I giudizi sul lavoro svolto da Anton Blok in una zona della provincia di Palermo allora semisconosciuta alla comunità scientifica internazionale rimangono oggi sostanzialmente positivi.
Nel libro “Dalla mafia alle mafie”, Umberto Santino ha riassunto la ratio del saggio scrivendo che “Blok ha ricostruito la presenza mafiosa dagli inizi del XIX secolo agli anni Sessanta del XX, liquidando l’ipotesi dell’esistenza di un’organizzazione centralizzata ed analizzando i mafiosi come delegati al mantenimento dell’ordine con metodi violenti, in un contesto caratterizzato dalla debolezza dell’autorità centrale”.

Ancora una masseria del latifondo nella campagna
del comprensorio corleonese.
Blok - autore dello scatto - indica l'ubicazione di questo casolare
nel feudo "Cascina".
Nella quarta di copertina dell'edizione italiana de "La mafia di un villaggio siciliano 1860-1960", si legge che "fra antropologia e storia, la cronaca dei fatti quotidiani di una comunità si intreccia con il quadro storico più vasto, e l'analisi di una situazione circoscritta
consente di reinterpretare fenomeni generali" 
Nella prefazione al saggio di Blok – che nel 1998 sarebbe tornato a Contessa Entellina per diventarne cittadino onorario – il sociologo americano Charles Tilly scrisse che l’antropologo aveva operato “una fusione tra la vita reale, osservata con partecipazione, e i grandi processi, investigati in modo penetrante”.
“La caratteristica centrale della mafia, secondo Blok – si legge ancora nella prefazione di Tilly – risiede nell’uso privato della violenza illegale come strumento di controllo degli ambiti pubblici… L’importanza strategica dei legami verticali patrono-cliente, che caratterizzava i rapporti dei contadini con i diversi imprenditori e proprietari terrieri, impediva la formazione di estese solidarietà orizzontali tra i lavoratori. Il sistema nel suo complesso rendeva costoso e persino pericoloso instaurare contatti con altri villaggi e altre strutture di potere. Fino a quando l’emigrazione fu poco diffusa e la protezione dello Stato incerta, la popolazione rurale rimase esposta allo sfruttamento più intenso…”.
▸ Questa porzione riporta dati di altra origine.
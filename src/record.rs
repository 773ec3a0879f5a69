//! The canonical expense record and the per-message context it is built from.

use chrono::{DateTime, Utc};
use serde::{Deserialize, Serialize};

/// Group name used when the transport could not resolve a title.
/// Capturing the expense takes priority over metadata completeness.
pub const UNKNOWN_GROUP: &str = "Unknown Group";

/// Transport-level context for one inbound message, extracted by the
/// adapter at the system boundary. The pipeline never sees transport
/// types, only this struct.
#[derive(Debug, Clone)]
pub struct MessageContext {
    pub chat_id: i64,
    pub group_name: Option<String>,
    pub sender_name: String,
    /// Sender handle forwarded downstream. On Telegram this is the
    /// username (or numeric id); the webhook schema keeps the
    /// `sender_phone` key it has always used.
    pub sender_phone: String,
    pub timestamp: DateTime<Utc>,
    /// For logging and traceability only, never deduplication.
    pub message_id: String,
}

/// One finalized expense, built exactly once per successfully parsed
/// message, serialized to the automation webhook, never stored.
#[derive(Debug, Clone, PartialEq, Serialize, Deserialize)]
pub struct ExpenseRecord {
    pub item: String,
    pub amount: f64,
    pub category: String,
    pub group_name: String,
    pub sender_name: String,
    pub sender_phone: String,
    pub timestamp: DateTime<Utc>,
    pub message_id: String,
}

impl ExpenseRecord {
    /// Pure assembly; the inputs have already been validated upstream.
    pub fn build(item: &str, amount: f64, category: String, ctx: &MessageContext) -> Self {
        Self {
            item: item.trim().to_string(),
            amount,
            category,
            group_name: ctx.group_name.clone().unwrap_or_else(|| UNKNOWN_GROUP.to_string()),
            sender_name: ctx.sender_name.clone(),
            sender_phone: ctx.sender_phone.clone(),
            timestamp: ctx.timestamp,
            message_id: ctx.message_id.clone(),
        }
    }
}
Una lettura del saggio offre ancor oggi un’analisi preziosa delle condizioni economiche e sociale in cui la così detta “mafia rurale” ha imposto le sue regole all’interno delle comunità siciliane: una base di potere su cui cosche e boss avrebbero poi esteso la loro influenza anche ai palazzi della politica regionale e nazionale.

Una strada di Contessa Entellina negli anni della ricerca svolta da Blok, anche in questo caso autore della fotografia.